Hastings Center News
“Hard to Hear” About Racism in Medical Education
“You have to embed structural practices in health professions education to dismantle racism in medicine,“ said Priya Garg, associate dean of medical education at Boston University School of Medicine, at a panel at the health equity summit sponsored by The Hastings Center earlier this year.
Garg, who is also a pediatrician at Boston Medical Center, told the audience about being approached by a group of medical students in her office in October 2019. The students claimed that the school’s curriculum was perpetuating racial biases. They showed Garg incorrect associations that the faculty were making between race and genetics. Their proof? Images in their textbooks that only reflected white skin, and research studies that showed higher rates of disease in Black and Latinx patients—only without a deeper understanding and explanation of why those rates occurred.
“That was hard to hear,” Garg said.
This exchange led Garg to implement several curriculum changes. These included: ensuring diverse images in medical education materials; adding key histories of racism in medicine, beyond Tuskegee; and defining racially based equity competencies in their school’s curriculum.
Garg made the remarks in the panel discussion “From the Walls to the Halls: Changing Health Professions Education to Advance Health Equity,” hosted by Rumay Alexander, scholar-in-residence at the American Nurses Association. On the panel were Garg, Ann-Gel Palermo, Marilyn Oermann, Malika Sharma, Peggy Chinn, and Alec Calac.
Ann-Gel Palermo, senior associate dean for diversity, equity, and inclusion at the Icahn School of Medicine at Mount Sinai, said that in 2015, Black and Brown students presented data to school leadership that highlighted how the school environment was socializing students into treating patients in racially biased ways. As a result of their data, the school began the Racism and Bias Initiative, a series of conversations and dialogue within leadership and the institution to tackle power, privilege, and white supremacy. This process eventually led to a systems-level change. Change at the systems level, Palermo said, is about identifying conditions that hold a problem in place. To center equity in education environments, the institution must redesign, disrupt, and dismantle those conditions.
Marilyn Oermann, professor of nursing at Duke University, explained the necessity for an explicit concept or objective about health equity within the school curriculum. Without it, undergraduate faculty, especially in large programs, cannot integrate diversity, equity and inclusion-related content.
Oermann recommended that faculty develop clinical cases students can use to analyze the impact of systemic racism and discrimination in nursing care. She suggest three ways of teaching health equity: students identify their own individual beliefs, values, and biases; students learn how their values and biases impact others; and students learn about social determinants of health, and the impact of biases on patient populations and health systems.
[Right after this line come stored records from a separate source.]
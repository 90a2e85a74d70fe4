pub mod catalog;
pub mod config;
pub mod error;

pub use catalog::{Action, Category, ContentKind, Lang, Template};
pub use config::TriageConfig;
pub use error::{CoreError, Result};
Malika Sharma, the education lead for the division of infectious disease at St. Michael’s Hospital in Toronto, challenged the audience to ask themselves: If DEI positions are created, are they given enough resources to make change within the institution? Inclusive spaces, she noted, must be created in tandem with encouraging diversity. It is not just about what is taught, but how material is taught. To create meaningful, structural, anti-racist change, scrutiny must be applied to initiatives that simply “add a module” instead of advocating for a reorientation of values and priorities.
In another portion of the panel, Peggy Chinn, professor emerita of nursing at the University of Connecticut discussed the Overdue Reckoning on Racism in Nursing project, which was created to highlight racism embedded in educational programs. Lessons learned through this project guide initiatives in the clinic as well as in the classroom.
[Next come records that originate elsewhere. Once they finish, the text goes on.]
use std::sync::Arc;
use std::time::Duration;

use chrono::{DateTime, Utc};
use teloxide::Bot;
use tokio::sync::watch;
use tracing::{error, info, warn};

use triage_classifier::Classifier;
use triage_core::TriageConfig;
use triage_store::{SettingsCache, Store, TicketFilter, TicketWithMessages};

use crate::categorize;
use crate::error::Result;
use crate::escalate::Escalator;
use crate::reengage;

/// Everything a per-ticket task needs, shared behind one `Arc`.
pub struct EngineCtx {
    pub store: Store,
    pub bot: Bot,
    pub classifier: Classifier,
    pub escalator: Escalator,
    pub settings: Arc<SettingsCache>,
    pub config: TriageConfig,
}

/// The poller: wakes every few seconds, closes what has gone idle and
/// spawns one detached task per ticket that is ready to be handled.
pub struct TicketEngine {
    ctx: Arc<EngineCtx>,
}

impl TicketEngine {
    pub fn new(ctx: Arc<EngineCtx>) -> Self {
        Self { ctx }
    }

    /// Main event loop. Polls until `shutdown` broadcasts `true`.
    pub async fn run(self, mut shutdown: watch::Receiver<bool>) {
        info!("ticket engine started");
        let mut interval = tokio::time::interval(Duration::from_secs(
            self.ctx.config.engine.poll_interval_secs,
        ));
        loop {
            tokio::select! {
                _ = interval.tick() => {
                    if let Err(e) = self.tick().await {
                        error!("engine tick error: {e}");
                    }
                }
                _ = shutdown.changed() => {
                    if *shutdown.borrow() {
                        info!("ticket engine shutting down");
                        break;
                    }
                }
            }
        }
    }

    /// One pass over every open, unforwarded ticket.
    async fn tick(&self) -> Result<()> {
        let tickets = self.ctx.store.active_tickets(&TicketFilter {
            forwarded: Some(false),
            user_id: None,
        })?;
        let now = Utc::now();
        let engine = &self.ctx.config.engine;

        for tw in tickets {
            let ticket_id = tw.ticket.ticket_id;
            match decide(&tw, now, engine.debounce_secs, engine.idle_close_days) {
                Decision::Skip => {}
                Decision::CloseIdle => match self.ctx.store.close_ticket(ticket_id) {
                    Ok(_) => info!(ticket_id, "idle ticket closed"),
                    Err(e) => warn!(ticket_id, error = %e, "idle close failed"),
                },
                Decision::Handle => {
                    // Mark the whole batch replied before spawning: this is
                    // the at-most-one-handler-per-ticket guarantee. A
                    // message arriving after this write is unread again and
                    // gets its own pass on a later tick.
                    if let Err(e) = self.ctx.store.mark_messages_replied(ticket_id) {
                        warn!(ticket_id, error = %e, "mark-replied failed, skipping ticket");
                        continue;
                    }
                    let ctx = Arc::clone(&self.ctx);
                    if tw.ticket.support_issue.is_none() {
                        tokio::spawn(categorize::categorize_ticket(ctx, tw));
                    } else {
                        tokio::spawn(reengage::reengage_ticket(ctx, tw));
                    }
                }
            }
        }
        Ok(())
    }
}

#[derive(Debug, Clone, Copy, PartialEq, Eq)]
pub(crate) enum Decision {
    Skip,
    CloseIdle,
    Handle,
}

/// Debounce / idle-closure decision for one ticket.
///
/// The newest message rules: replied and older than the idle window means
/// the conversation died after our reply; unread and older than the
/// debounce window means the user has finished their typing burst.
pub(crate) fn decide(
    tw: &TicketWithMessages,
    now: DateTime<Utc>,
    debounce_secs: i64,
    idle_close_days: i64,
) -> Decision {
    let Some(last) = tw.messages.last() else {
        return Decision::Skip;
    };
    let age = now.signed_duration_since(last.created_at);
    if last.replied {
        if age > chrono::Duration::days(idle_close_days) {
            Decision::CloseIdle
        } else {
            Decision::Skip
        }
    } else if age >= chrono::Duration::seconds(debounce_secs) {
        Decision::Handle
    } else {
        Decision::Skip
    }
}

#[cfg(test)]
mod tests {
    use chrono::Duration as ChronoDuration;

    use triage_store::{StoredMessage, Ticket};

    use super::*;

    fn ticket_with(messages: Vec<StoredMessage>) -> TicketWithMessages {
        TicketWithMessages {
            ticket: Ticket {
                ticket_id: 1,
                user_id: 111,
                closed: false,
                messages_forwarded: false,
                support_issue: None,
                lang: None,
                created_at: Utc::now(),
            },
            messages,
        }
    }

    fn message(replied: bool, age_secs: i64, now: DateTime<Utc>) -> StoredMessage {
        StoredMessage {
            id: 1,
            ticket_id: 1,
            user_id: 111,
            message_id: 1,
            user_text: "hi".into(),
            replied,
            is_deleted: false,
            created_at: now - ChronoDuration::seconds(age_secs),
        }
    }

    #[test]
    fn fresh_unread_message_is_debounced() {
        let now = Utc::now();
        let tw = ticket_with(vec![message(false, 19, now)]);
        assert_eq!(decide(&tw, now, 20, 2), Decision::Skip);
    }

    #[test]
    fn unread_message_at_debounce_boundary_is_handled() {
        let now = Utc::now();
        let tw = ticket_with(vec![message(false, 20, now)]);
        assert_eq!(decide(&tw, now, 20, 2), Decision::Handle);
        let tw = ticket_with(vec![message(false, 25, now)]);
        assert_eq!(decide(&tw, now, 20, 2), Decision::Handle);
    }

    #[test]
    fn replied_ticket_closes_only_after_idle_window() {
        let now = Utc::now();
        let two_days = 2 * 24 * 3600;
        let tw = ticket_with(vec![message(true, two_days - 1, now)]);
        assert_eq!(decide(&tw, now, 20, 2), Decision::Skip);
        let tw = ticket_with(vec![message(true, two_days + 1, now)]);
        assert_eq!(decide(&tw, now, 20, 2), Decision::CloseIdle);
    }

    #[test]
    fn newest_message_wins_over_older_unread() {
        // Older unread messages don't matter once the newest is replied.
        let now = Utc::now();
        let mut old = message(false, 3600, now);
        old.message_id = 1;
        let mut new = message(true, 30, now);
        new.message_id = 2;
        let tw = ticket_with(vec![old, new]);
        assert_eq!(decide(&tw, now, 20, 2), Decision::Skip);
    }

    #[test]
    fn empty_ticket_is_skipped() {
        let now = Utc::now();
        let tw = ticket_with(vec![]);
        assert_eq!(decide(&tw, now, 20, 2), Decision::Skip);
    }
}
The last panelist, Alec Calac, a PhD and medical student at University of California, San Diego, said his background as a Native American from the Luiseño tribe informs his career in medicine and public health. Calac noted that when there is no one else that belongs to your same demographic group, “you become the textbook.”
Calac said the term that best captures ensuring inclusion is not cultural humility, competency, or proficiency; but rather, cultural responsiveness. Cultural responsiveness ensures that curriculum, pedagogy, and engagement is relevant to all students and is grounded in evidence-based practice.
The discussion took place on January 20, on the second day of the conference, hosted by The Hastings Center with the AAMC Center for Health Justice and sponsored by the American Medical Association, the American Nurses Association, the American Hospital Association, and the ABIM Foundation, and drew more than 2,500 attendees.